- _Task_
Repeat only the lines running from the beginning of the material through the line that contains "use crate::error::AppError;".

- _Record extracts_
// SPDX-License-Identifier: MIT
// Copyright 2026 Roland Dreier <roland@rolandd.dev>

//! Live feeds: an initial page merged with pushed inserts.
//!
//! A feed session subscribes to the change stream before fetching its
//! initial page, so no insert falls between the two. Pushed rows are
//! enriched with their author's profile and prepended; rows whose profile
//! cannot be resolved are dropped. There is no reconciliation against
//! server order: an insert that is both in the initial page and pushed
//! shows up twice, and every entry carries its arrival sequence number.
//!
//! Dropping a session drops its subscription and any in-flight enrichment.

use crate::db::{collections, BackendDb};
use crate::error::AppError;
use crate::middleware::auth::AuthUser;
use crate::models::{Activity, ActivityWithActor, CheckIn, CheckInWithProfile, ProfileSummary};
use crate::services::realtime::{ChangeHub, ChangeKind, RowFilter, Subscription};
use serde::Serialize;
use std::collections::{HashSet, VecDeque};

/// One feed entry and the order it arrived in (0 for the initial page).
#[derive(Debug, Clone, Serialize)]
pub struct FeedEntry<T> {
    pub seq: u64,
    #[serde(flatten)]
    pub item: T,
}

/// Bounded log, newest arrival first.
#[derive(Debug, Clone)]
pub struct FeedLog<T> {
    entries: VecDeque<FeedEntry<T>>,
    max: usize,
    next_seq: u64,
}

impl<T> FeedLog<T> {
    pub fn new(max: usize) -> Self {
        Self {
            entries: VecDeque::with_capacity(max),
            max,
            next_seq: 1,
        }
    }

    /// Replace the contents with an initial page (already newest first).
    pub fn seed(&mut self, page: Vec<T>) {
        self.entries = page
            .into_iter()
            .take(self.max)
            .map(|item| FeedEntry { seq: 0, item })
            .collect();
    }

    /// Insert a pushed item at the front, evicting the oldest past `max`.
    pub fn prepend(&mut self, item: T) -> u64 {
        let seq = self.next_seq;
        self.next_seq += 1;
        self.entries.push_front(FeedEntry { seq, item });
        self.entries.truncate(self.max);
        seq
    }

    pub fn len(&self) -> usize {
        self.entries.len()
    }

    pub fn is_empty(&self) -> bool {
        self.entries.is_empty()
    }

    pub fn entries(&self) -> impl Iterator<Item = &FeedEntry<T>> {
        self.entries.iter()
    }

    pub fn items(&self) -> impl Iterator<Item = &T> {
        self.entries.iter().map(|e| &e.item)
    }
}

/// Load state of a feed's initial page.
#[derive(Debug, Clone, PartialEq, Serialize)]
#[serde(tag = "state", rename_all = "snake_case")]
pub enum FeedState {
    Loading,
    Ready,
    Failed { message: String, retryable: bool },
}

impl FeedState {
    fn from_error(error: &AppError) -> Self {
        FeedState::Failed {
            message: error.to_string(),
            retryable: true,
        }
    }
}

/// What a view receives when it first opens a feed.
#[derive(Debug, Clone, Serialize)]
pub struct FeedSnapshot<'a, T> {
    #[serde(flatten)]
    pub state: &'a FeedState,
    pub items: Vec<&'a T>,
}

async fn resolve_summary(
    db: &BackendDb,
    viewer: &AuthUser,
    user_id: &str,
) -> Option<ProfileSummary> {
    match db.get_profile(viewer, user_id).await {
        Ok(Some(profile)) => Some(profile.into()),
        Ok(None) => {
            tracing::debug!(user_id, "No profile for pushed row, dropping");
            None
        }
        Err(e) => {
            tracing::debug!(user_id, error = %e, "Profile lookup failed, dropping pushed row");
            None
        }
    }
}

// ─── Check-in Feed ───────────────────────────────────────────

/// Friends' public check-ins, live.
pub struct CheckInFeed {
    db: BackendDb,
    viewer: AuthUser,
    subscription: Subscription,
    /// Viewer and accepted friends at load time
    authors: HashSet<String>,
    log: FeedLog<CheckInWithProfile>,
    state: FeedState,
}

impl CheckInFeed {
    pub async fn mount(db: BackendDb, hub: &ChangeHub, viewer: AuthUser, max: usize) -> Self {
        let subscription = hub.subscribe(
            collections::CHECK_INS,
            ChangeKind::Insert,
            Some(RowFilter::eq("is_public", "true")),
        );

        let mut feed = Self {
            db,
            viewer,
            subscription,
            authors: HashSet::new(),
            log: FeedLog::new(max),
            state: FeedState::Loading,
        };
        feed.load().await;
        feed
    }

    async fn fetch_initial(&self) -> Result<(HashSet<String>, Vec<CheckInWithProfile>), AppError> {
        let limit = self.log.max as u32;

        let mut authors: HashSet<String> = self
            .db
            .accepted_friendships(&self.viewer, &self.viewer.user_id)
            .await?
            .iter()
            .map(|f| f.counterpart(&self.viewer.user_id).to_string())
            .collect();
        authors.insert(self.viewer.user_id.clone());

        let friends = self.db.friends_recent_check_ins(&self.viewer, limit).await?;
        if !friends.is_empty() {
            return Ok((authors, friends));
        }

        // Nothing from friends yet: show the viewer's own
        let own = self
            .db
            .check_ins_for_user(&self.viewer, &self.viewer.user_id, limit)
            .await?;
        Ok((authors, own.into_iter().map(CheckInWithProfile::own).collect()))
    }

    async fn load(&mut self) {
        self.state = FeedState::Loading;
        match self.fetch_initial().await {
            Ok((authors, page)) => {
                self.authors = authors;
                self.log.seed(page);
                self.state = FeedState::Ready;
            }
            Err(e) => {
                tracing::warn!(user_id = %self.viewer.user_id, error = %e, "Check-in feed load failed");
                self.state = FeedState::from_error(&e);
            }
        }
    }

    /// Re-run the initial fetch after a failure.
    pub async fn retry(&mut self) {
        self.load().await;
    }

    pub fn state(&self) -> &FeedState {
        &self.state
    }

    pub fn log(&self) -> &FeedLog<CheckInWithProfile> {
        &self.log
    }

    pub fn snapshot(&self) -> FeedSnapshot<'_, CheckInWithProfile> {
        FeedSnapshot {
            state: &self.state,
            items: self.log.items().collect(),
        }
    }

    /// Wait for the next pushed check-in that belongs in this feed.
    ///
    /// Returns `None` once the change stream closes.
    pub async fn next_push(&mut self) -> Option<CheckInWithProfile> {
        loop {
            let event = self.subscription.next().await?;

            let check_in: CheckIn = match serde_json::from_value(event.record.clone()) {
                Ok(c) => c,
                Err(e) => {
                    tracing::debug!(error = %e, "Undecodable check-in row, dropping");
                    continue;
                }
            };

            if !check_in.is_public || !self.authors.contains(&check_in.user_id) {
                continue;
            }

            let Some(profile) = resolve_summary(&self.db, &self.viewer, &check_in.user_id).await
            else {
                continue;
            };

            let item = CheckInWithProfile { check_in, profile };
            self.log.prepend(item.clone());
            return Some(item);
        }
    }
}

// ─── Activity Feed ───────────────────────────────────────────

/// Activities addressed to the viewer, live.
pub struct ActivityFeed {
    db: BackendDb,
    viewer: AuthUser,
    subscription: Subscription,
    log: FeedLog<ActivityWithActor>,
    state: FeedState,
}

impl ActivityFeed {
    pub async fn mount(db: BackendDb, hub: &ChangeHub, viewer: AuthUser, max: usize) -> Self {
        let subscription = hub.subscribe(
            collections::ACTIVITIES,
            ChangeKind::Insert,
            Some(RowFilter::eq("user_id", viewer.user_id.clone())),
        );

        let mut feed = Self {
            db,
            viewer,
            subscription,
            log: FeedLog::new(max),
            state: FeedState::Loading,
        };
        feed.load().await;
        feed
    }

    async fn load(&mut self) {
        self.state = FeedState::Loading;
        match self
            .db
            .friends_recent_activities(&self.viewer, self.log.max as u32)
            .await
        {
            Ok(page) => {
                self.log.seed(page);
                self.state = FeedState::Ready;
            }
            Err(e) => {
                tracing::warn!(user_id = %self.viewer.user_id, error = %e, "Activity feed load failed");
                self.state = FeedState::from_error(&e);
            }
        }
    }

    pub async fn retry(&mut self) {
        self.load().await;
    }

    pub fn state(&self) -> &FeedState {
        &self.state
    }

    pub fn log(&self) -> &FeedLog<ActivityWithActor> {
        &self.log
    }

    pub fn snapshot(&self) -> FeedSnapshot<'_, ActivityWithActor> {
        FeedSnapshot {
            state: &self.state,
            items: self.log.items().collect(),
        }
    }

    /// Wait for the next pushed activity addressed to the viewer.
    pub async fn next_push(&mut self) -> Option<ActivityWithActor> {
        loop {
            let event = self.subscription.next().await?;

            let activity: Activity = match serde_json::from_value(event.record.clone()) {
                Ok(a) => a,
                Err(e) => {
                    tracing::debug!(error = %e, "Undecodable activity row, dropping");
                    continue;
                }
            };

            let Some(actor) = resolve_summary(&self.db, &self.viewer, &activity.actor_id).await
            else {
                continue;
            };

            let item = ActivityWithActor::from_parts(activity, actor);
            self.log.prepend(item.clone());
            return Some(item);
        }
    }
}

#[cfg(test)]
mod tests {
    use super::*;
    use std::time::Duration;

    #[test]
    fn test_log_bounded_newest_first() {
        let mut log = FeedLog::new(3);
        log.seed(vec!["a", "b", "c", "d"]);
        assert_eq!(log.len(), 3);
        assert!(log.entries().all(|e| e.seq == 0));

        for item in ["p1", "p2", "p3", "p4"] {
            log.prepend(item);
            assert!(log.len() <= 3);
            assert_eq!(log.items().next(), Some(&item));
        }

        let seqs: Vec<u64> = log.entries().map(|e| e.seq).collect();
        assert_eq!(seqs, vec![4, 3, 2]);
    }

    #[test]
    fn test_failed_state_is_retryable() {
        let state = FeedState::from_error(&AppError::Backend("timeout".to_string()));
        let json = serde_json::to_value(&state).unwrap();
        assert_eq!(json["state"], "failed");
        assert_eq!(json["retryable"], true);
    }

    fn viewer(id: &str) -> AuthUser {
        AuthUser {
            user_id: id.to_string(),
            email: None,
            full_name: None,
            access_token: String::new(),
        }
    }

    #[tokio::test]
    async fn test_retry_after_backend_recovers() {
        let hub = ChangeHub::new();
        let db = BackendDb::memory(hub.clone());
        let store = db.memory_store().unwrap().clone();

        store.set_offline(true);
        let mut feed = ActivityFeed::mount(db.clone(), &hub, viewer("bob"), 10).await;
        assert!(matches!(
            feed.state(),
            FeedState::Failed { retryable: true, .. }
        ));

        store.set_offline(false);
        feed.retry().await;
        assert_eq!(feed.state(), &FeedState::Ready);
        assert!(feed.log().is_empty());

        let mut feed = CheckInFeed::mount(db, &hub, viewer("bob"), 10).await;
        assert_eq!(feed.state(), &FeedState::Ready);
        feed.retry().await;
        assert_eq!(feed.state(), &FeedState::Ready);
        assert_eq!(hub.active_subscriptions(), 2);
    }

    fn public_check_in(user_id: &str, name: &str) -> serde_json::Value {
        serde_json::json!({
            "user_id": user_id,
            "location_name": name,
            "location_type": "park",
            "latitude": 37.7694,
            "longitude": -122.4862,
            "is_public": true,
        })
    }

    #[tokio::test]
    async fn test_push_without_profile_is_dropped() {
        let hub = ChangeHub::new();
        let db = BackendDb::memory(hub.clone());
        let store = db.memory_store().unwrap().clone();

        // The viewer's own rows pass the author check; only the profile is missing
        let mut feed = CheckInFeed::mount(db, &hub, viewer("ghost"), 10).await;
        assert_eq!(feed.state(), &FeedState::Ready);

        store
            .insert("ghost", collections::CHECK_INS, public_check_in("ghost", "Lands End"))
            .unwrap();

        let pushed =
            tokio::time::timeout(Duration::from_millis(100), feed.next_push()).await;
        assert!(pushed.is_err());
        assert!(feed.log().is_empty());
    }

    #[tokio::test]
    async fn test_pushes_keep_feed_bounded_newest_first() {
        let hub = ChangeHub::new();
        let db = BackendDb::memory(hub.clone());
        let store = db.memory_store().unwrap().clone();
        store
            .insert(
                "alice",
                collections::PROFILES,
                serde_json::json!({ "id": "alice", "username": "alice" }),
            )
            .unwrap();

        let mut feed = CheckInFeed::mount(db, &hub, viewer("alice"), 3).await;

        for i in 0..5 {
            let name = format!("Stop {}", i);
            store
                .insert("alice", collections::CHECK_INS, public_check_in("alice", &name))
                .unwrap();

            let pushed = tokio::time::timeout(Duration::from_secs(1), feed.next_push())
                .await
                .unwrap()
                .unwrap();
            assert_eq!(pushed.check_in.location_name, name);
            assert!(feed.log().len() <= 3);
            assert_eq!(feed.log().items().next(), Some(&pushed));
        }

        let names: Vec<&str> = feed
            .log()
            .items()
            .map(|c| c.check_in.location_name.as_str())
            .collect();
        assert_eq!(names, vec!["Stop 4", "Stop 3", "Stop 2"]);
    }
}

- _Response to this exercise_
// SPDX-License-Identifier: MIT
// Copyright 2026 Roland Dreier <roland@rolandd.dev>

//! Live feeds: an initial page merged with pushed inserts.
//!
//! A feed session subscribes to the change stream before fetching its
//! initial page, so no insert falls between the two. Pushed rows are
//! enriched with their author's profile and prepended; rows whose profile
//! cannot be resolved are dropped. There is no reconciliation against
//! server order: an insert that is both in the initial page and pushed
//! shows up twice, and every entry carries its arrival sequence number.
//!
//! Dropping a session drops its subscription and any in-flight enrichment.

use crate::db::{collections, BackendDb};
use crate::error::AppError;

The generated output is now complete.